■ WORK ITEM:
Find every line in the entries that holds the string "Stays" and report it.

Collected data entries:

use axum::http::StatusCode;
use serde_json::{Value, json};

use crate::common::test_app;

// ============================================================================
// Create & detail
// ============================================================================

#[tokio::test]
async fn test_create_topic_returns_location_and_summary() {
    let (client, _) = test_app();

    let response = client
        .post_json(
            "/topicos",
            &json!({
                "title": "Erro ao salvar",
                "message": "A entidade não é persistida",
                "courseId": 1
            }),
        )
        .await;

    response.assert_status(StatusCode::CREATED);
    let body: Value = response.json();
    let id = body["id"].as_i64().unwrap();

    assert_eq!(
        response.header("location"),
        Some(format!("/topicos/{id}").as_str())
    );
    assert_eq!(body["title"], "Erro ao salvar");
    assert_eq!(body["message"], "A entidade não é persistida");
    assert_eq!(body["status"], "OPEN");
    assert_eq!(body["courseName"], "Spring Boot");
    assert!(body["creationDate"].is_string());
    assert!(body.get("courseCategory").is_none());
}

#[tokio::test]
async fn test_created_topic_detail_matches_input() {
    let (client, _) = test_app();

    let created = client
        .create_topic("Tag video", "Como usar a tag video?", 2)
        .await;
    let id = created["id"].as_i64().unwrap();

    let response = client.get(&format!("/topicos/{id}")).await;
    response.assert_status(StatusCode::OK);

    let detail: Value = response.json();
    assert_eq!(detail["id"], id);
    assert_eq!(detail["title"], "Tag video");
    assert_eq!(detail["message"], "Como usar a tag video?");
    assert_eq!(detail["courseName"], "HTML 5");
    assert_eq!(detail["courseCategory"], "Front-end");
    assert_eq!(detail["creationDate"], created["creationDate"]);
}

#[tokio::test]
async fn test_get_unknown_topic_is_not_found() {
    let (client, _) = test_app();

    let response = client.get("/topicos/999").await;

    response.assert_status(StatusCode::NOT_FOUND);
    let body: Value = response.json();
    assert_eq!(body["error"], "Topic not found");
    assert_eq!(body["id"], 999);
}

#[tokio::test]
async fn test_get_with_non_numeric_id_is_bad_request() {
    let (client, _) = test_app();

    for response in [
        client.get("/topicos/abc").await,
        client.delete("/topicos/1.5").await,
        client
            .put_json("/topicos/abc", &json!({ "title": "t", "message": "m" }))
            .await,
    ] {
        response.assert_status(StatusCode::BAD_REQUEST);
        assert_eq!(response.header("content-type"), Some("application/json"));
        let body: Value = response.json();
        assert!(body["error"].is_string());
    }
}

// ============================================================================
// Create validation
// ============================================================================

#[tokio::test]
async fn test_create_with_invalid_fields_never_persists() {
    let (client, store) = test_app();

    let invalid_bodies = vec![
        json!({ "title": "", "message": "message", "courseId": 1 }),
        json!({ "title": "title", "message": "", "courseId": 1 }),
        json!({ "title": "title", "message": "message" }),
        json!({ "message": "message", "courseId": 1 }),
        json!({}),
    ];

    for body in invalid_bodies {
        let response = client.post_json("/topicos", &body).await;

        response.assert_status(StatusCode::BAD_REQUEST);
        let error: Value = response.json();
        assert_eq!(error["error"], "Validation failed", "body: {body}");
        assert!(!error["fields"].as_array().unwrap().is_empty());
    }

    let empty = client.post_json("/topicos", &json!({})).await;
    let error: Value = empty.json();
    let fields: Vec<&str> = error["fields"]
        .as_array()
        .unwrap()
        .iter()
        .map(|f| f["field"].as_str().unwrap())
        .collect();
    assert_eq!(fields, vec!["courseId", "message", "title"]);

    assert_eq!(store.topic_count().await, 0);
}

#[tokio::test]
async fn test_create_with_unknown_course_is_not_found() {
    let (client, store) = test_app();

    let response = client
        .post_json(
            "/topicos",
            &json!({ "title": "Java", "message": "Sem curso", "courseId": 42 }),
        )
        .await;

    response.assert_status(StatusCode::NOT_FOUND);
    let body: Value = response.json();
    assert_eq!(body["error"], "Course not found");
    assert_eq!(body["id"], 42);
    assert_eq!(store.topic_count().await, 0);
}

#[tokio::test]
async fn test_create_when_store_fails_is_internal_error() {
    let (client, store) = test_app();
    store.fail_writes();

    let response = client
        .post_json(
            "/topicos",
            &json!({ "title": "Lost", "message": "Database is down", "courseId": 1 }),
        )
        .await;

    response.assert_status(StatusCode::INTERNAL_SERVER_ERROR);
    let body: Value = response.json();
    assert_eq!(body, json!({ "error": "Internal server error" }));
    assert!(response.header("location").is_none());
    assert_eq!(store.topic_count().await, 0);
}

#[tokio::test]
async fn test_create_with_malformed_json_is_bad_request() {
    let (client, _) = test_app();

    let response = client
        .send_raw_json("POST", "/topicos", "{\"title\": ".to_string())
        .await;

    response.assert_status(StatusCode::BAD_REQUEST);
    let body: Value = response.json();
    assert!(body["error"].is_string());
}

// ============================================================================
// Listing
// ============================================================================

#[tokio::test]
async fn test_list_defaults_to_five_newest_first() {
    let (client, _) = test_app();
    for i in 1..=7 {
        client
            .create_topic(&format!("Topic {i}"), "message", 1)
            .await;
    }

    let response = client.get("/topicos").await;
    response.assert_status(StatusCode::OK);
    let page: Value = response.json();

    assert_eq!(page["number"], 0);
    assert_eq!(page["size"], 5);
    assert_eq!(page["totalElements"], 7);
    assert_eq!(page["totalPages"], 2);
    assert_eq!(page["first"], true);
    assert_eq!(page["last"], false);
    assert_eq!(client.list_ids("/topicos").await, vec![7, 6, 5, 4, 3]);
    assert_eq!(client.list_ids("/topicos?page=1").await, vec![2, 1]);
}

#[tokio::test]
async fn test_list_sorting_and_page_size() {
    let (client, _) = test_app();
    client.create_topic("Banana", "message", 1).await;
    client.create_topic("Apple", "message", 1).await;
    client.create_topic("Cherry", "message", 1).await;

    assert_eq!(
        client.list_ids("/topicos?sort=title,asc").await,
        vec![2, 1, 3]
    );
    assert_eq!(client.list_ids("/topicos?sort=title").await, vec![3, 1, 2]);
    assert_eq!(
        client.list_ids("/topicos?sort=id,asc&size=2").await,
        vec![1, 2]
    );
    assert_eq!(
        client.list_ids("/topicos?sort=creationDate,asc&size=2&page=1").await,
        vec![3]
    );
}

#[tokio::test]
async fn test_list_rejects_bad_paging() {
    let (client, _) = test_app();

    for uri in [
        "/topicos?sort=password",
        "/topicos?sort=id,sideways",
        "/topicos?size=0",
        "/topicos?page=-1",
        "/topicos?page=abc",
    ] {
        let response = client.get(uri).await;
        response.assert_status(StatusCode::BAD_REQUEST);
    }
}

#[tokio::test]
async fn test_filtered_listing_is_subset_of_unfiltered() {
    let (client, _) = test_app();
    client.create_topic("Spring 1", "message", 1).await;
    client.create_topic("Html 1", "message", 2).await;
    client.create_topic("Spring 2", "message", 1).await;

    let all = client.list_ids("/topicos?size=100").await;
    let response = client
        .get("/topicos?courseName=Spring%20Boot&size=100")
        .await;
    response.assert_status(StatusCode::OK);
    let page: Value = response.json();
    let filtered = page["content"].as_array().unwrap();

    assert_eq!(filtered.len(), 2);
    assert_eq!(page["totalElements"], 2);
    for topic in filtered {
        assert_eq!(topic["courseName"], "Spring Boot");
        assert!(all.contains(&topic["id"].as_i64().unwrap()));
    }
}

#[tokio::test]
async fn test_course_name_scenario() {
    let (client, _) = test_app();

    let created = client
        .create_topic("Erro ao salvar", "Entity is not persisted", 1)
        .await;
    let id = created["id"].as_i64().unwrap();

    let detail: Value = client.get(&format!("/topicos/{id}")).await.json();
    assert_eq!(detail["courseName"], "Spring Boot");

    assert_eq!(
        client.list_ids("/topicos?courseName=Spring+Boot").await,
        vec![id]
    );

    let response = client.get("/topicos?courseName=Java").await;
    response.assert_status(StatusCode::OK);
    let page: Value = response.json();
    assert!(page["content"].as_array().unwrap().is_empty());
    assert_eq!(page["totalElements"], 0);
}

// ============================================================================
// Update
// ============================================================================

#[tokio::test]
async fn test_update_changes_title_and_message_only() {
    let (client, _) = test_app();
    let created = client.create_topic("Old title", "Old message", 2).await;
    let id = created["id"].as_i64().unwrap();

    let response = client
        .put_json(
            &format!("/topicos/{id}"),
            &json!({ "title": "New title", "message": "New message", "courseId": 1 }),
        )
        .await;

    response.assert_status(StatusCode::OK);
    let body: Value = response.json();
    assert_eq!(body["id"], id);
    assert_eq!(body["title"], "New title");
    assert_eq!(body["message"], "New message");
    assert_eq!(body["courseName"], "HTML 5");
    assert_eq!(body["creationDate"], created["creationDate"]);

    let detail: Value = client.get(&format!("/topicos/{id}")).await.json();
    assert_eq!(detail["title"], "New title");
    assert_eq!(detail["courseName"], "HTML 5");
}

#[tokio::test]
async fn test_update_unknown_topic_changes_nothing() {
    let (client, _) = test_app();
    let created = client.create_topic("Stays", "Unchanged", 1).await;

    let response = client
        .put_json(
            "/topicos/999",
            &json!({ "title": "Ghost", "message": "Nobody home" }),
        )
        .await;

    response.assert_status(StatusCode::NOT_FOUND);

    let listing: Value = client.get("/topicos").await.json();
    let content = listing["content"].as_array().unwrap();
    assert_eq!(content.len(), 1);
    assert_eq!(content[0]["id"], created["id"]);
    assert_eq!(content[0]["title"], "Stays");
}

#[tokio::test]
async fn test_update_with_empty_fields_is_rejected() {
    let (client, _) = test_app();
    let created = client.create_topic("Title", "Message", 1).await;
    let id = created["id"].as_i64().unwrap();

    let response = client
        .put_json(
            &format!("/topicos/{id}"),
            &json!({ "title": "", "message": "" }),
        )
        .await;

    response.assert_status(StatusCode::BAD_REQUEST);
    let detail: Value = client.get(&format!("/topicos/{id}")).await.json();
    assert_eq!(detail["title"], "Title");
}

// ============================================================================
// Delete
// ============================================================================

#[tokio::test]
async fn test_delete_twice() {
    let (client, _) = test_app();
    let created = client.create_topic("Temporary", "To be removed", 1).await;
    let id = created["id"].as_i64().unwrap();
    let uri = format!("/topicos/{id}");

    let first = client.delete(&uri).await;
    first.assert_status(StatusCode::OK);
    assert!(first.body.is_empty());

    client.delete(&uri).await.assert_status(StatusCode::NOT_FOUND);
    client.get(&uri).await.assert_status(StatusCode::NOT_FOUND);
    assert!(client.list_ids("/topicos").await.is_empty());
}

■ RESULT OF THE EXERCISE:
    let created = client.create_topic("Stays", "Unchanged", 1).await;
    assert_eq!(content[0]["title"], "Stays");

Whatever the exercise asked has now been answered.